[WORK TO BE COMPLETED]: Would you please write out every record exactly?

[PROVIDED INFORMATION]:

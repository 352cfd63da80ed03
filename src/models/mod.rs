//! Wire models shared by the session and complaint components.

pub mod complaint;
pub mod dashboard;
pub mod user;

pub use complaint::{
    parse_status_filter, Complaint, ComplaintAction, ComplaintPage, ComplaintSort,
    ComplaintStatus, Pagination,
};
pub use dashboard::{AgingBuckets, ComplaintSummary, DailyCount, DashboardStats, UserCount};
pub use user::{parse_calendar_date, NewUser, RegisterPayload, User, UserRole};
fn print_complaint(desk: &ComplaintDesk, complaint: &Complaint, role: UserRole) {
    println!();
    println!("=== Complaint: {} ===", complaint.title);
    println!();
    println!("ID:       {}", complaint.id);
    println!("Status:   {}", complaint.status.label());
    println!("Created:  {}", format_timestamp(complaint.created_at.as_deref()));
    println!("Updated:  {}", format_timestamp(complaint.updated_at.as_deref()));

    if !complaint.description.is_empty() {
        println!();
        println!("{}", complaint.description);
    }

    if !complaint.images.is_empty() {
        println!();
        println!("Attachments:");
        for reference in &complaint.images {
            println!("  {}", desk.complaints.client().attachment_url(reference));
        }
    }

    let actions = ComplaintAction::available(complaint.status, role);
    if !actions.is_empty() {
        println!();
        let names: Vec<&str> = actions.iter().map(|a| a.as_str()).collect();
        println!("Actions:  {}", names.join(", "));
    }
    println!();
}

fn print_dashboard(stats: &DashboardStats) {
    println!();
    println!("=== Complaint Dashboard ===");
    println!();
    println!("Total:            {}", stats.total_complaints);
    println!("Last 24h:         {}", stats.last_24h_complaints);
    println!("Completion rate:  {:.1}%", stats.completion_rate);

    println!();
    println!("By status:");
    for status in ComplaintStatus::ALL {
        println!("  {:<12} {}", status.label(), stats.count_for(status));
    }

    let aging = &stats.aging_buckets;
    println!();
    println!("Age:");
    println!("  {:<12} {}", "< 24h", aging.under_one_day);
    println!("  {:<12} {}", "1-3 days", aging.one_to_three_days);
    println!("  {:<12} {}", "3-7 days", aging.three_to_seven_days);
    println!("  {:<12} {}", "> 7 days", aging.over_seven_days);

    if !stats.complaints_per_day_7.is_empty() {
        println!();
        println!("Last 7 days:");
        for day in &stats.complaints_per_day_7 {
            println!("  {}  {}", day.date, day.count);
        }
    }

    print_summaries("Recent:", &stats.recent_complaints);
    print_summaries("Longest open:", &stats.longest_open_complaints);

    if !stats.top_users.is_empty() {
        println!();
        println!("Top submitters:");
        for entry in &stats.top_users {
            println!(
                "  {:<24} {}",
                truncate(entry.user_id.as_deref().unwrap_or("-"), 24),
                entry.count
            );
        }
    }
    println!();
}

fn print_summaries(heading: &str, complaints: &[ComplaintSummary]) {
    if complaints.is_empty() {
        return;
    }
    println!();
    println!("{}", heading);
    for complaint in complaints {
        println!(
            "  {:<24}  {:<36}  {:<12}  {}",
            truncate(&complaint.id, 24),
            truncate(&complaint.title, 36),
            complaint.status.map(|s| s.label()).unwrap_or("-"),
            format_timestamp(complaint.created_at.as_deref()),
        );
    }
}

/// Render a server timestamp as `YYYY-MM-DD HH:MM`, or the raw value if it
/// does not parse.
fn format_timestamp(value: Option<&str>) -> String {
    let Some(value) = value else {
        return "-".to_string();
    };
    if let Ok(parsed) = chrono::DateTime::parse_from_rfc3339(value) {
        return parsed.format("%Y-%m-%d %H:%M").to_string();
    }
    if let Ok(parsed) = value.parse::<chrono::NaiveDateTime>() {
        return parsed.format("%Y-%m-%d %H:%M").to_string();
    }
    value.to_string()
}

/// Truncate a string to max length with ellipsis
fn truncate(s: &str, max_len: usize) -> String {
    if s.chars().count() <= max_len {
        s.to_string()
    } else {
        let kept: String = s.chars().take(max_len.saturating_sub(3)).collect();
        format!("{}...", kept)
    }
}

[TASK OUTPUT]:
repository 352cfd63da80ed03
filename src/models/mod.rs
//! Wire models shared by the session and complaint components.

pub mod complaint;
pub mod dashboard;
pub mod user;

pub use complaint::{
    parse_status_filter, Complaint, ComplaintAction, ComplaintPage, ComplaintSort,
    ComplaintStatus, Pagination,
};
pub use dashboard::{AgingBuckets, ComplaintSummary, DailyCount, DashboardStats, UserCount};
pub use user::{parse_calendar_date, NewUser, RegisterPayload, User, UserRole};
fn print_complaint(desk: &ComplaintDesk, complaint: &Complaint, role: UserRole) {
    println!();
    println!("=== Complaint: {} ===", complaint.title);
    println!();
    println!("ID:       {}", complaint.id);
    println!("Status:   {}", complaint.status.label());
    println!("Created:  {}", format_timestamp(complaint.created_at.as_deref()));
    println!("Updated:  {}", format_timestamp(complaint.updated_at.as_deref()));

    if !complaint.description.is_empty() {
        println!();
        println!("{}", complaint.description);
    }

    if !complaint.images.is_empty() {
        println!();
        println!("Attachments:");
        for reference in &complaint.images {
            println!("  {}", desk.complaints.client().attachment_url(reference));
        }
    }

    let actions = ComplaintAction::available(complaint.status, role);
    if !actions.is_empty() {
        println!();
        let names: Vec<&str> = actions.iter().map(|a| a.as_str()).collect();
        println!("Actions:  {}", names.join(", "));
    }
    println!();
}

fn print_dashboard(stats: &DashboardStats) {
    println!();
    println!("=== Complaint Dashboard ===");
    println!();
    println!("Total:            {}", stats.total_complaints);
    println!("Last 24h:         {}", stats.last_24h_complaints);
    println!("Completion rate:  {:.1}%", stats.completion_rate);

    println!();
    println!("By status:");
    for status in ComplaintStatus::ALL {
        println!("  {:<12} {}", status.label(), stats.count_for(status));
    }

    let aging = &stats.aging_buckets;
    println!();
    println!("Age:");
    println!("  {:<12} {}", "< 24h", aging.under_one_day);
    println!("  {:<12} {}", "1-3 days", aging.one_to_three_days);
    println!("  {:<12} {}", "3-7 days", aging.three_to_seven_days);
    println!("  {:<12} {}", "> 7 days", aging.over_seven_days);

    if !stats.complaints_per_day_7.is_empty() {
        println!();
        println!("Last 7 days:");
        for day in &stats.complaints_per_day_7 {
            println!("  {}  {}", day.date, day.count);
        }
    }

    print_summaries("Recent:", &stats.recent_complaints);
    print_summaries("Longest open:", &stats.longest_open_complaints);

    if !stats.top_users.is_empty() {
        println!();
        println!("Top submitters:");
        for entry in &stats.top_users {
            println!(
                "  {:<24} {}",
                truncate(entry.user_id.as_deref().unwrap_or("-"), 24),
                entry.count
            );
        }
    }
    println!();
}

fn print_summaries(heading: &str, complaints: &[ComplaintSummary]) {
    if complaints.is_empty() {
        return;
    }
    println!();
    println!("{}", heading);
    for complaint in complaints {
        println!(
            "  {:<24}  {:<36}  {:<12}  {}",
            truncate(&complaint.id, 24),
            truncate(&complaint.title, 36),
            complaint.status.map(|s| s.label()).unwrap_or("-"),
            format_timestamp(complaint.created_at.as_deref()),
        );
    }
}

/// Render a server timestamp as `YYYY-MM-DD HH:MM`, or the raw value if it
/// does not parse.
fn format_timestamp(value: Option<&str>) -> String {
    let Some(value) = value else {
        return "-".to_string();
    };
    if let Ok(parsed) = chrono::DateTime::parse_from_rfc3339(value) {
        return parsed.format("%Y-%m-%d %H:%M").to_string();
    }
    if let Ok(parsed) = value.parse::<chrono::NaiveDateTime>() {
        return parsed.format("%Y-%m-%d %H:%M").to_string();
    }
    value.to_string()
}

/// Truncate a string to max length with ellipsis
fn truncate(s: &str, max_len: usize) -> String {
    if s.chars().count() <= max_len {
        s.to_string()
    } else {
        let kept: String = s.chars().take(max_len.saturating_sub(3)).collect();
        format!("{}...", kept)
    }
}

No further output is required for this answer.